Start of RECORDED DATA

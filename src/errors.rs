use thiserror::Error;

// Re-export a simple Result alias used across the crate.
pub type Result<T> = std::result::Result<T, Error>;

use crate::core::types::{DateKey, SlotLabel};

/// Domain-specific error set for the slot selection engine.
#[derive(Error, Debug)]
pub enum Error {
    // ---- Parsing ------------------------------------------------------------
    /// Malformed date keys, slot labels, or host commands.
    #[error("Parse error: {0}")]
    Parse(String),

    // ---- Selection invariants ----------------------------------------------
    /// A date key that has never been ensured into the availability map.
    #[error("Unknown date: '{date}' has no availability entry.")]
    UnknownDate { date: DateKey },

    /// A time label absent from the slot list of its date.
    #[error("Unknown slot: '{time}' is not offered on '{date}'.")]
    UnknownSlot { date: DateKey, time: SlotLabel },

    // ---- Config -------------------------------------------------------------
    /// Any issue initializing/reading config (file missing, invalid JSON, etc.)
    #[error("Config error: {0}")]
    Config(String),

    /// Specific missing config item.
    #[error("Missing configuration item: {item}")]
    ConfigItemMissing { item: &'static str },

    // ---- Plumbing / Wrappers ------------------------------------------------
    /// IO passthrough (config file, log file).
    #[error("I/O error: {0}")]
    Io(#[from] std::io::Error),

    /// Serde JSON passthrough (config decode/encode).
    #[error("JSON error: {0}")]
    Json(#[from] serde_json::Error),
}

// ----------------------- Convenience constructors ----------------------------

impl Error {
    /// Helper to create a parse error from any displayable value.
    pub fn parse<S: Into<String>>(msg: S) -> Self {
        Error::Parse(msg.into())
    }
    /// Helper to create a generic config error.
    pub fn config<S: Into<String>>(msg: S) -> Self {
        Error::Config(msg.into())
    }
    /// Helper for a date key missing from the availability map.
    pub fn unknown_date(date: &DateKey) -> Self {
        Error::UnknownDate { date: date.clone() }
    }
    /// Helper for a time label missing from its date's slot list.
    pub fn unknown_slot(date: &DateKey, time: &SlotLabel) -> Self {
        Error::UnknownSlot {
            date: date.clone(),
            time: time.clone(),
        }
    }
}

// ----------------------- Small result helpers --------------------------------

/// Map an `Option<T>` into `Result<T, Error::ConfigItemMissing>` with a static key.
pub fn require_config_item<T>(opt: Option<T>, item: &'static str) -> Result<T> {
    opt.ok_or_else(|| Error::ConfigItemMissing { item })
}
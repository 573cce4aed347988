/// Separator normalization for user-typed date keys. Hosts hand the engine
/// `2024/03/01` as often as `2024-03-01`; normalizing up front keeps the
/// date-key format list down to the dashed shapes.
pub trait ToDashSeparators {
    /// Returns a trimmed copy with every `/` replaced by `-`.
    fn to_dash_separators(&self) -> String;
}

impl ToDashSeparators for str {
    fn to_dash_separators(&self) -> String {
        self.trim().replace('/', "-")
    }
}

impl ToDashSeparators for String {
    fn to_dash_separators(&self) -> String {
        self.as_str().to_dash_separators()
    }
}
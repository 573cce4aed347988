use crate::core::models::SlotChoice;
use crate::core::types::DateKey;
use crate::engine::SlotEngine;
use crate::engine::selection::SelectionObserver;
use crate::errors::Result;
use std::cell::RefCell;
use std::rc::Rc;

pub mod repl;

/// Shadow copy of the engine's committed selection for hosts that own their
/// own `(date, time)` state. Attach a clone as the engine's observer and
/// read the mirror back after user interaction; the engine never reads it.
#[derive(Debug, Clone, Default)]
pub struct SharedSelection {
    inner: Rc<RefCell<Option<SlotChoice>>>,
}

impl SharedSelection {
    pub fn new() -> Self {
        Self::default()
    }

    pub fn get(&self) -> Option<SlotChoice> {
        self.inner.borrow().clone()
    }

    pub fn clear(&self) {
        *self.inner.borrow_mut() = None;
    }

    /// Display echo of the mirrored choice, e.g. `02 Mar Sat – 10:30 AM`.
    pub fn echo_line(&self) -> Option<String> {
        self.get().map(|choice| echo_line(&choice))
    }
}

impl SelectionObserver for SharedSelection {
    fn slot_selected(&mut self, choice: &SlotChoice) {
        *self.inner.borrow_mut() = Some(choice.clone());
    }
}

/// Externally-owned selection for the controlled host variant. The host
/// replaces the value (e.g. when a modal reopens onto an existing
/// appointment) and pushes it into the engine, which treats it as an
/// authoritative reset.
#[derive(Debug, Clone, Default, PartialEq, Eq)]
pub struct ControlledValue {
    value: Option<SlotChoice>,
}

impl ControlledValue {
    pub fn new(value: Option<SlotChoice>) -> Self {
        Self { value }
    }

    pub fn get(&self) -> Option<&SlotChoice> {
        self.value.as_ref()
    }

    /// Replace the external value and re-synchronize the engine.
    pub fn set(&mut self, value: Option<SlotChoice>, engine: &mut SlotEngine) -> Result<()> {
        engine.sync_value(value.as_ref())?;
        self.value = value;
        Ok(())
    }

    /// Push the current value into a freshly mounted engine.
    pub fn apply(&self, engine: &mut SlotEngine) -> Result<()> {
        engine.sync_value(self.value.as_ref())
    }

    /// Pull the engine's selection back after user interaction, keeping the
    /// external copy authoritative-but-current.
    pub fn refresh_from(&mut self, engine: &SlotEngine) {
        self.value = engine.value();
    }
}

/// `"DD MMM ddd"` plus time, matching the summary line hosts render under
/// the widget.
pub fn echo_line(choice: &SlotChoice) -> String {
    format!(
        "{} – {}",
        choice.date.0.format("%d %b %a"),
        choice.time
    )
}

/// Format a raw date key for display. Cosmetic only: an unparseable key
/// falls back to the raw string instead of failing the surrounding screen.
pub fn format_date_key(raw: &str) -> String {
    match DateKey::try_from_str(raw) {
        Ok(key) => key.0.format("%d %b %a").to_string(),
        Err(_) => raw.to_string(),
    }
}
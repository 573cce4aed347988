// ANSI/VT100 sequences for highlight styling of the rendered widget.

#[macro_export]
macro_rules! csi {
    ($suffix:literal) => {
        concat!("\x1B[", $suffix)
    };
}

/// Reset terminal styling to defaults.
pub const STYLE_RESET: &str = crate::csi!("0m");
/// Bold text, used for the active date column header.
pub const STYLE_BOLD: &str = crate::csi!("1m");
/// Inverse video, used for the active slot button.
pub const STYLE_INVERSE: &str = crate::csi!("7m");
/// Light gray foreground for the paging affordances.
pub const FG_LIGHT_GRAY: &str = crate::csi!("37m");
use strum::IntoEnumIterator;

trait EnumValidCsv: IntoEnumIterator + AsRef<str> + Sized {
    fn valid_csv() -> String {
        Self::iter()
            .map(|v| v.as_ref().to_owned())
            .collect::<Vec<_>>()
            .join(", ")
    }
}
impl<T> EnumValidCsv for T where T: IntoEnumIterator + AsRef<str> + Sized {}

/// Comma-separated list of an enum's accepted spellings, for error messages.
pub fn valid_csv<T>() -> String
where
    T: IntoEnumIterator + AsRef<str> + Sized,
{
    <T as EnumValidCsv>::valid_csv()
}
use crate::errors::{Error, Result};
use crate::extensions::enums::valid_csv;
use crate::extensions::string::ToDashSeparators;
use chrono::{NaiveDate, NaiveTime};
use serde::{Deserialize, Deserializer, Serialize, Serializer};
use std::fmt;
use std::str::FromStr;
use strum::IntoEnumIterator;
use strum_macros::{AsRefStr, Display, EnumIter as EnumIterDerive, EnumString};

#[derive(Debug, Clone, Copy, PartialEq, Eq, EnumString, Display, AsRefStr, EnumIterDerive)]
#[strum(ascii_case_insensitive, serialize_all = "lowercase")]
pub enum PageDirection {
    #[strum(serialize = "prev", serialize = "back", to_string = "prev")]
    Prev,
    #[strum(serialize = "next", serialize = "fwd", to_string = "next")]
    Next,
}

impl PageDirection {
    pub fn try_from(s: &str) -> Result<Self> {
        Self::from_str(s).map_err(|_| {
            Error::Parse(format!(
                "Unsupported paging direction: '{}'. Valid directions: {}",
                s.trim(),
                valid_csv::<PageDirection>()
            ))
        })
    }
}

/// Calendar date identifying one column of the window and one availability
/// entry. Canonical key form is ISO `YYYY-MM-DD`.
#[derive(Debug, Clone, PartialEq, Eq, PartialOrd, Ord, Hash)]
pub struct DateKey(pub NaiveDate);

#[derive(Copy, Clone, Debug, EnumIterDerive, AsRefStr, EnumString)]
pub enum DateKeyFormat {
    #[strum(serialize = "%Y-%m-%d")]
    YmdDash,
    #[strum(serialize = "%m-%d-%Y")]
    MdYDash,
}

impl DateKey {
    pub fn usage() -> String {
        let sample = NaiveDate::from_ymd_opt(2024, 3, 1).unwrap();
        let formats = DateKeyFormat::iter()
            .map(|df| sample.format(df.as_ref()).to_string())
            .collect::<Vec<_>>()
            .join(", ");
        format!("Supported formats: {}", formats)
    }

    fn error_message(input: &str) -> String {
        format!("Invalid date key: '{}'. {}", input, Self::usage())
    }

    pub fn try_from_str(input: &str) -> Result<Self> {
        let input = input.to_dash_separators();
        for f in DateKeyFormat::iter() {
            if let Ok(date) = NaiveDate::parse_from_str(&input, f.as_ref()) {
                return Ok(DateKey(date));
            }
        }
        Err(Error::Parse(Self::error_message(&input)))
    }

    /// Canonical ISO key form, identical to the `Display` rendering.
    pub fn key(&self) -> String {
        self.to_string()
    }
}

impl From<NaiveDate> for DateKey {
    fn from(date: NaiveDate) -> Self {
        DateKey(date)
    }
}

impl fmt::Display for DateKey {
    fn fmt(&self, f: &mut fmt::Formatter<'_>) -> fmt::Result {
        write!(f, "{}", self.0.format(DateKeyFormat::YmdDash.as_ref()))
    }
}

impl Serialize for DateKey {
    fn serialize<S: Serializer>(
        &self,
        serializer: S,
    ) -> std::result::Result<<S as Serializer>::Ok, <S as Serializer>::Error> {
        serializer.serialize_str(&self.to_string())
    }
}

impl<'de> Deserialize<'de> for DateKey {
    fn deserialize<D: Deserializer<'de>>(
        deserializer: D,
    ) -> std::result::Result<DateKey, <D as Deserializer<'de>>::Error> {
        let s = String::deserialize(deserializer)?;
        DateKey::try_from_str(&s).map_err(serde::de::Error::custom)
    }
}

/// One bookable time-of-day label. Identity is the parsed clock time, so
/// `"9:30 AM"` and `"09:30 am"` name the same slot; the canonical rendering
/// is `9:30 AM`.
#[derive(Debug, Clone, Copy, PartialEq, Eq, PartialOrd, Ord, Hash)]
pub struct SlotLabel(pub NaiveTime);

#[derive(Copy, Clone, Debug, EnumIterDerive, AsRefStr, EnumString)]
pub enum SlotTimeFormat {
    #[strum(serialize = "%-I:%M %p")]
    HmMeridianSpace,
    #[strum(serialize = "%-I:%M%p")]
    HmMeridian,
    #[strum(serialize = "%-I %p")]
    HMeridianSpace,
    #[strum(serialize = "%H:%M")]
    Hm24,
}

impl SlotLabel {
    pub fn usage() -> String {
        let sample = NaiveTime::from_hms_opt(9, 30, 0).unwrap();
        let formats = SlotTimeFormat::iter()
            .map(|fmt| sample.format(fmt.as_ref()).to_string())
            .collect::<Vec<_>>()
            .join(", ");
        format!("Supported formats: {}", formats)
    }

    fn error_message(input: &str) -> String {
        format!("Invalid slot label: '{}'. {}", input, Self::usage())
    }

    pub fn try_from_str(input: &str) -> Result<Self> {
        let mut token = input.trim().to_ascii_uppercase();
        // chrono cannot resolve a time without a minutes field, so hour-only
        // spellings like "9 AM" get an explicit ":00" before parsing.
        if let Some((hour, meridiem)) = token.split_once(' ') {
            if !hour.is_empty() && hour.chars().all(|c| c.is_ascii_digit()) {
                token = format!("{hour}:00 {meridiem}");
            }
        }
        for f in SlotTimeFormat::iter() {
            if let Ok(t) = NaiveTime::parse_from_str(&token, f.as_ref()) {
                return Ok(SlotLabel(t));
            }
        }
        Err(Error::Parse(Self::error_message(input.trim())))
    }
}

impl fmt::Display for SlotLabel {
    fn fmt(&self, f: &mut fmt::Formatter<'_>) -> fmt::Result {
        write!(
            f,
            "{}",
            self.0.format(SlotTimeFormat::HmMeridianSpace.as_ref())
        )
    }
}

impl Serialize for SlotLabel {
    fn serialize<S: Serializer>(
        &self,
        serializer: S,
    ) -> std::result::Result<<S as Serializer>::Ok, <S as Serializer>::Error> {
        serializer.serialize_str(&self.to_string())
    }
}

impl<'de> Deserialize<'de> for SlotLabel {
    fn deserialize<D: Deserializer<'de>>(
        deserializer: D,
    ) -> std::result::Result<SlotLabel, <D as Deserializer<'de>>::Error> {
        let s = String::deserialize(deserializer)?;
        SlotLabel::try_from_str(&s).map_err(serde::de::Error::custom)
    }
}

/// String-backed boolean used by config items ("True"/"False" in JSON).
#[derive(Debug, Clone, Copy, PartialEq, Eq)]
pub struct Bool(pub bool);

impl Bool {
    pub fn try_from_str(s: &str) -> Result<Self> {
        match s.trim().to_ascii_lowercase().as_str() {
            "true" | "yes" | "1" => Ok(Bool(true)),
            "false" | "no" | "0" => Ok(Bool(false)),
            other => Err(Error::Parse(format!(
                "Invalid boolean: '{}'. Expected one of: true, false, yes, no, 1, 0.",
                other
            ))),
        }
    }
}

impl fmt::Display for Bool {
    fn fmt(&self, f: &mut fmt::Formatter<'_>) -> fmt::Result {
        write!(f, "{}", if self.0 { "True" } else { "False" })
    }
}

impl Serialize for Bool {
    fn serialize<S: Serializer>(
        &self,
        serializer: S,
    ) -> std::result::Result<<S as Serializer>::Ok, <S as Serializer>::Error> {
        serializer.serialize_str(&self.to_string())
    }
}

impl<'de> Deserialize<'de> for Bool {
    fn deserialize<D: Deserializer<'de>>(
        deserializer: D,
    ) -> std::result::Result<Bool, <D as Deserializer<'de>>::Error> {
        let s = String::deserialize(deserializer)?;
        Bool::try_from_str(&s).map_err(serde::de::Error::custom)
    }
}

End of RECORDED DATA

→ **WHAT IS EXPECTED**: Wherever the string "boolean" is found in the entries, copy the line it sits in.

→ **THE ANSWER**:
/// String-backed boolean used by config items ("True"/"False" in JSON).
                "Invalid boolean: '{}'. Expected one of: true, false, yes, no, 1, 0.",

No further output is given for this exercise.